## WHAT YOU WILL DO:
Nothing but the lines below between the line holding "in vector output" and the line holding "pub struct Title", inclusive, should appear in the answer, each set down exactly.
STORED DATA START
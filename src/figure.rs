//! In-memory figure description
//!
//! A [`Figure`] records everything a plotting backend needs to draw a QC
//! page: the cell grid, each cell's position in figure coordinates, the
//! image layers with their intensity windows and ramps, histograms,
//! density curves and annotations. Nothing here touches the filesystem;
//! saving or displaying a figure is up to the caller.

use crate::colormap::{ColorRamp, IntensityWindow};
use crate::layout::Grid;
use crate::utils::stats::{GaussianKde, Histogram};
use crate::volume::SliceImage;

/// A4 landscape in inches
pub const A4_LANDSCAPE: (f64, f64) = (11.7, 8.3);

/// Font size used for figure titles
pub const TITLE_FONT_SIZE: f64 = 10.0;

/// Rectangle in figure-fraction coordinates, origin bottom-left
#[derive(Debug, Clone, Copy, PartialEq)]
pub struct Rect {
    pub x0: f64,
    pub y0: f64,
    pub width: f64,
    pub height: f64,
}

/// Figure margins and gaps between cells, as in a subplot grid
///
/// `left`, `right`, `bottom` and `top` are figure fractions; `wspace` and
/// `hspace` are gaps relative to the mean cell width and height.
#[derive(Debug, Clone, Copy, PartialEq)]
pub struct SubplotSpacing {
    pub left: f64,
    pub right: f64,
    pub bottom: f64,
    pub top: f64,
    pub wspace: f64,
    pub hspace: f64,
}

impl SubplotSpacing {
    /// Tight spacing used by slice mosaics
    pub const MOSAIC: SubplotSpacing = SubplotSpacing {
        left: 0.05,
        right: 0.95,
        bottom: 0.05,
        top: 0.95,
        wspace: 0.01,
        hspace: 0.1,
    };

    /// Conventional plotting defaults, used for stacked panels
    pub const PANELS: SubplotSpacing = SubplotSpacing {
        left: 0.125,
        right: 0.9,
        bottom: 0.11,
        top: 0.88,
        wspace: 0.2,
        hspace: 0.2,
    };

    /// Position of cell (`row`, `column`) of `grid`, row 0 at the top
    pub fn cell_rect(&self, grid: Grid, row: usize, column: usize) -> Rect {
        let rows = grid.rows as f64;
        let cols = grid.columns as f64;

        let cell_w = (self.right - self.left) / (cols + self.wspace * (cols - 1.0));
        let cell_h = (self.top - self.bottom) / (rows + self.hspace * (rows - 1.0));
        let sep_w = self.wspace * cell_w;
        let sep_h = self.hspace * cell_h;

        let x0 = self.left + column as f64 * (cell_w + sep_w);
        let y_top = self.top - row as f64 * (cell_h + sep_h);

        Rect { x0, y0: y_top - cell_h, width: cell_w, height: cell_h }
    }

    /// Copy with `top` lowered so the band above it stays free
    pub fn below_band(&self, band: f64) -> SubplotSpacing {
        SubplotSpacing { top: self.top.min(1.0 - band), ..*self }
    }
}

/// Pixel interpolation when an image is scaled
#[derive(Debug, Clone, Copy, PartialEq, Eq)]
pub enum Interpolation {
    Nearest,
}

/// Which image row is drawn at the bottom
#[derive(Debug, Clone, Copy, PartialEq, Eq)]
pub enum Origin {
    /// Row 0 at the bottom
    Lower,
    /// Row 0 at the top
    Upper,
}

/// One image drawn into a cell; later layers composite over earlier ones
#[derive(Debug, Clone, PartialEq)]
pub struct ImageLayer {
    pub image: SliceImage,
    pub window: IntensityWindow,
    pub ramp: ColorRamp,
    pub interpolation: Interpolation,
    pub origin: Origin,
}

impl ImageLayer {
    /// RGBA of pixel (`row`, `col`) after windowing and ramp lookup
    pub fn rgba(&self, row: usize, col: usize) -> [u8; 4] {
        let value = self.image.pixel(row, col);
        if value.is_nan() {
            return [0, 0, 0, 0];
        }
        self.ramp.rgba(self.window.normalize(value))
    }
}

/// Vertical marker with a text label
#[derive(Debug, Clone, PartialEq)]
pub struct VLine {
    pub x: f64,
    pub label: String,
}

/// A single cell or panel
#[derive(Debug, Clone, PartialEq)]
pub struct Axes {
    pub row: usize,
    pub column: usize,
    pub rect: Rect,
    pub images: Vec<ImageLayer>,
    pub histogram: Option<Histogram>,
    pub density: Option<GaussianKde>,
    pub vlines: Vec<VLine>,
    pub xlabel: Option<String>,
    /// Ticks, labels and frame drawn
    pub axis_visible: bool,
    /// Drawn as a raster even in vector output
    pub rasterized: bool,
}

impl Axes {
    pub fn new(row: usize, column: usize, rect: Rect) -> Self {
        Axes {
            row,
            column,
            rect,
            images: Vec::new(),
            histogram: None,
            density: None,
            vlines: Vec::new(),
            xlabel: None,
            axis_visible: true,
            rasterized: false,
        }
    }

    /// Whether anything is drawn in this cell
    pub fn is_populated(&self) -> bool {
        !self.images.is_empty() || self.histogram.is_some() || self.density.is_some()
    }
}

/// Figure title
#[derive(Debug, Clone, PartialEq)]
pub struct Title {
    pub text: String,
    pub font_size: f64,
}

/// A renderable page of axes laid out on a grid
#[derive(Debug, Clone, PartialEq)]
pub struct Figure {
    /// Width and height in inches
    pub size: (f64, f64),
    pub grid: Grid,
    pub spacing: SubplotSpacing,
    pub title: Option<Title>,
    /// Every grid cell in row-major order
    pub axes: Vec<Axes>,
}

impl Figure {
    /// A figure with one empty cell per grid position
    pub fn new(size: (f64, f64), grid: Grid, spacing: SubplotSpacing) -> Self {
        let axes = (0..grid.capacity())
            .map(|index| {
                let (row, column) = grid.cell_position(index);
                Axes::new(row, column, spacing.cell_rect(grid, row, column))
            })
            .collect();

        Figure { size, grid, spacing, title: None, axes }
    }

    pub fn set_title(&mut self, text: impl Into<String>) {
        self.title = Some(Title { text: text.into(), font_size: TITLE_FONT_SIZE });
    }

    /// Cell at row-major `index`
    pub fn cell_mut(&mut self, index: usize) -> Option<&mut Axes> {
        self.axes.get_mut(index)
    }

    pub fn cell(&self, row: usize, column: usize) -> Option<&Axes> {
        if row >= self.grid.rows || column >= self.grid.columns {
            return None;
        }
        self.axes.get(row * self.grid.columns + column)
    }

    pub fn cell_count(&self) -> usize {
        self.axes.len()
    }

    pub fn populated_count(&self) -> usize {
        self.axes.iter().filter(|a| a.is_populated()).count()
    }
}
STORED DATA END
## REPLY:
    /// Drawn as a raster even in vector output
    pub rasterized: bool,
}

impl Axes {
    pub fn new(row: usize, column: usize, rect: Rect) -> Self {
        Axes {
            row,
            column,
            rect,
            images: Vec::new(),
            histogram: None,
            density: None,
            vlines: Vec::new(),
            xlabel: None,
            axis_visible: true,
            rasterized: false,
        }
    }

    /// Whether anything is drawn in this cell
    pub fn is_populated(&self) -> bool {
        !self.images.is_empty() || self.histogram.is_some() || self.density.is_some()
    }
}

/// Figure title
#[derive(Debug, Clone, PartialEq)]
pub struct Title {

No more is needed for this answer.